### ACTIVITY
Your task is to transcribe the data in full.

Stored items:
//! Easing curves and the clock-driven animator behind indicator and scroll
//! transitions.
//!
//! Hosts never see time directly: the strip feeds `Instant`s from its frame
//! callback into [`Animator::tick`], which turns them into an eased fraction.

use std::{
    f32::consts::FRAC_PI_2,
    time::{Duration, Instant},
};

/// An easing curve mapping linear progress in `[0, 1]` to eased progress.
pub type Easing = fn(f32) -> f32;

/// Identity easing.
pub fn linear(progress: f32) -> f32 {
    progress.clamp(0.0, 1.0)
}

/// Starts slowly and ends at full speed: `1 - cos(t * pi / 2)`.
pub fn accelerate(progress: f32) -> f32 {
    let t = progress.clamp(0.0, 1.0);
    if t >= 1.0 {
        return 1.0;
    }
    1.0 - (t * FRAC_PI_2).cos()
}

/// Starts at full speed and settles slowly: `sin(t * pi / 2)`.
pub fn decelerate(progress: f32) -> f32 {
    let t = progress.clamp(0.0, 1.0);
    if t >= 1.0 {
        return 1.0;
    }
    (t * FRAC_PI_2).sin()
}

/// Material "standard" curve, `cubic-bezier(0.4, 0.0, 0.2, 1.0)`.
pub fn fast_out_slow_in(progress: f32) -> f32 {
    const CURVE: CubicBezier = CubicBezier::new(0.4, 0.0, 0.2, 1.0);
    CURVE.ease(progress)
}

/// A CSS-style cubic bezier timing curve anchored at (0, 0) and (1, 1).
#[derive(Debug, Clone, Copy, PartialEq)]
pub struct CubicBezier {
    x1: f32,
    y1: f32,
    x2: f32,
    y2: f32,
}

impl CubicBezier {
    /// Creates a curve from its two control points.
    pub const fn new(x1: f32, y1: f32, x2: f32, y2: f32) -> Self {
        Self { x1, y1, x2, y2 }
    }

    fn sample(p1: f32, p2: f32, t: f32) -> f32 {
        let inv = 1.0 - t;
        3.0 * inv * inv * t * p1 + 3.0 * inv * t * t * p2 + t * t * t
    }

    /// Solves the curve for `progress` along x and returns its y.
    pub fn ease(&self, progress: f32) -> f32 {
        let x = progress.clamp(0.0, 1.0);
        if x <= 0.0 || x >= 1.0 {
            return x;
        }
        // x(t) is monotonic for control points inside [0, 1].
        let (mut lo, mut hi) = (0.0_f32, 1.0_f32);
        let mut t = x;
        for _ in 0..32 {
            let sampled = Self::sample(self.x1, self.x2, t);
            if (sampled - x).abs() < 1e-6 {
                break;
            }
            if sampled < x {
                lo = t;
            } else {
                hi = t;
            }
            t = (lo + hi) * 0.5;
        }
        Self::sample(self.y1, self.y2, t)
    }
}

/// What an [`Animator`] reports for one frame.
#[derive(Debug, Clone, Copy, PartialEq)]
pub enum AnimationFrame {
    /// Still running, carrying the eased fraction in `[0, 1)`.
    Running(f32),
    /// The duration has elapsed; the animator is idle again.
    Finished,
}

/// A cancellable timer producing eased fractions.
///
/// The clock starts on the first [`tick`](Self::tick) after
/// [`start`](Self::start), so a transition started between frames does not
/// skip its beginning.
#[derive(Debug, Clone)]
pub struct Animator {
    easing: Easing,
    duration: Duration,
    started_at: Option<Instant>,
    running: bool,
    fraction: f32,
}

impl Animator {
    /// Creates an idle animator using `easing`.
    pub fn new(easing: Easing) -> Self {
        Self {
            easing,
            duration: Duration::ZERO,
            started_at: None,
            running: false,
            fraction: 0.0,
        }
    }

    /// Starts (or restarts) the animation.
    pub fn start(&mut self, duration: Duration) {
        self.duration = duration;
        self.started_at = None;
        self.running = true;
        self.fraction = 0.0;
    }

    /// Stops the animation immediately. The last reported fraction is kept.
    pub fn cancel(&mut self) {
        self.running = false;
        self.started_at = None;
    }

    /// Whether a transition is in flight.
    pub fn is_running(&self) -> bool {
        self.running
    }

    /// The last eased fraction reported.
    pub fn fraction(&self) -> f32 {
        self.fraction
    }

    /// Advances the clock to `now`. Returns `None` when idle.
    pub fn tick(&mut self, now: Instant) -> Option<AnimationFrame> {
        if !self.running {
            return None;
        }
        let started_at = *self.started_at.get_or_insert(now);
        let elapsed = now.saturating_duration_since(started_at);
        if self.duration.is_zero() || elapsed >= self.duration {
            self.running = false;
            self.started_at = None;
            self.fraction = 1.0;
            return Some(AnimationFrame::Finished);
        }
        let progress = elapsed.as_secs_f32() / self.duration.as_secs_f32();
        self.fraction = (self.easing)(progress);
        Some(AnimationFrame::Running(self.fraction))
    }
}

### COMPLETED EXERCISE
//! Easing curves and the clock-driven animator behind indicator and scroll
//! transitions.
//!
//! Hosts never see time directly: the strip feeds `Instant`s from its frame
//! callback into [`Animator::tick`], which turns them into an eased fraction.

use std::{
    f32::consts::FRAC_PI_2,
    time::{Duration, Instant},
};

/// An easing curve mapping linear progress in `[0, 1]` to eased progress.
pub type Easing = fn(f32) -> f32;

/// Identity easing.
pub fn linear(progress: f32) -> f32 {
    progress.clamp(0.0, 1.0)
}

/// Starts slowly and ends at full speed: `1 - cos(t * pi / 2)`.
pub fn accelerate(progress: f32) -> f32 {
    let t = progress.clamp(0.0, 1.0);
    if t >= 1.0 {
        return 1.0;
    }
    1.0 - (t * FRAC_PI_2).cos()
}

/// Starts at full speed and settles slowly: `sin(t * pi / 2)`.
pub fn decelerate(progress: f32) -> f32 {
    let t = progress.clamp(0.0, 1.0);
    if t >= 1.0 {
        return 1.0;
    }
    (t * FRAC_PI_2).sin()
}

/// Material "standard" curve, `cubic-bezier(0.4, 0.0, 0.2, 1.0)`.
pub fn fast_out_slow_in(progress: f32) -> f32 {
    const CURVE: CubicBezier = CubicBezier::new(0.4, 0.0, 0.2, 1.0);
    CURVE.ease(progress)
}

/// A CSS-style cubic bezier timing curve anchored at (0, 0) and (1, 1).
#[derive(Debug, Clone, Copy, PartialEq)]
pub struct CubicBezier {
    x1: f32,
    y1: f32,
    x2: f32,
    y2: f32,
}

impl CubicBezier {
    /// Creates a curve from its two control points.
    pub const fn new(x1: f32, y1: f32, x2: f32, y2: f32) -> Self {
        Self { x1, y1, x2, y2 }
    }

    fn sample(p1: f32, p2: f32, t: f32) -> f32 {
        let inv = 1.0 - t;
        3.0 * inv * inv * t * p1 + 3.0 * inv * t * t * p2 + t * t * t
    }

    /// Solves the curve for `progress` along x and returns its y.
    pub fn ease(&self, progress: f32) -> f32 {
        let x = progress.clamp(0.0, 1.0);
        if x <= 0.0 || x >= 1.0 {
            return x;
        }
        // x(t) is monotonic for control points inside [0, 1].
        let (mut lo, mut hi) = (0.0_f32, 1.0_f32);
        let mut t = x;
        for _ in 0..32 {
            let sampled = Self::sample(self.x1, self.x2, t);
            if (sampled - x).abs() < 1e-6 {
                break;
            }
            if sampled < x {
                lo = t;
            } else {
                hi = t;
            }
            t = (lo + hi) * 0.5;
        }
        Self::sample(self.y1, self.y2, t)
    }
}

/// What an [`Animator`] reports for one frame.
#[derive(Debug, Clone, Copy, PartialEq)]
pub enum AnimationFrame {
    /// Still running, carrying the eased fraction in `[0, 1)`.
    Running(f32),
    /// The duration has elapsed; the animator is idle again.
    Finished,
}

/// A cancellable timer producing eased fractions.
///
/// The clock starts on the first [`tick`](Self::tick) after
/// [`start`](Self::start), so a transition started between frames does not
/// skip its beginning.
#[derive(Debug, Clone)]
pub struct Animator {
    easing: Easing,
    duration: Duration,
    started_at: Option<Instant>,
    running: bool,
    fraction: f32,
}

impl Animator {
    /// Creates an idle animator using `easing`.
    pub fn new(easing: Easing) -> Self {
        Self {
            easing,
            duration: Duration::ZERO,
            started_at: None,
            running: false,
            fraction: 0.0,
        }
    }

    /// Starts (or restarts) the animation.
    pub fn start(&mut self, duration: Duration) {
        self.duration = duration;
        self.started_at = None;
        self.running = true;
        self.fraction = 0.0;
    }

    /// Stops the animation immediately. The last reported fraction is kept.
    pub fn cancel(&mut self) {
        self.running = false;
        self.started_at = None;
    }

    /// Whether a transition is in flight.
    pub fn is_running(&self) -> bool {
        self.running
    }

    /// The last eased fraction reported.
    pub fn fraction(&self) -> f32 {
        self.fraction
    }

    /// Advances the clock to `now`. Returns `None` when idle.
    pub fn tick(&mut self, now: Instant) -> Option<AnimationFrame> {
        if !self.running {
            return None;
        }
        let started_at = *self.started_at.get_or_insert(now);
        let elapsed = now.saturating_duration_since(started_at);
        if self.duration.is_zero() || elapsed >= self.duration {
            self.running = false;
            self.started_at = None;
            self.fraction = 1.0;
            return Some(AnimationFrame::Finished);
        }
        let progress = elapsed.as_secs_f32() / self.duration.as_secs_f32();
        self.fraction = (self.easing)(progress);
        Some(AnimationFrame::Running(self.fraction))
    }
}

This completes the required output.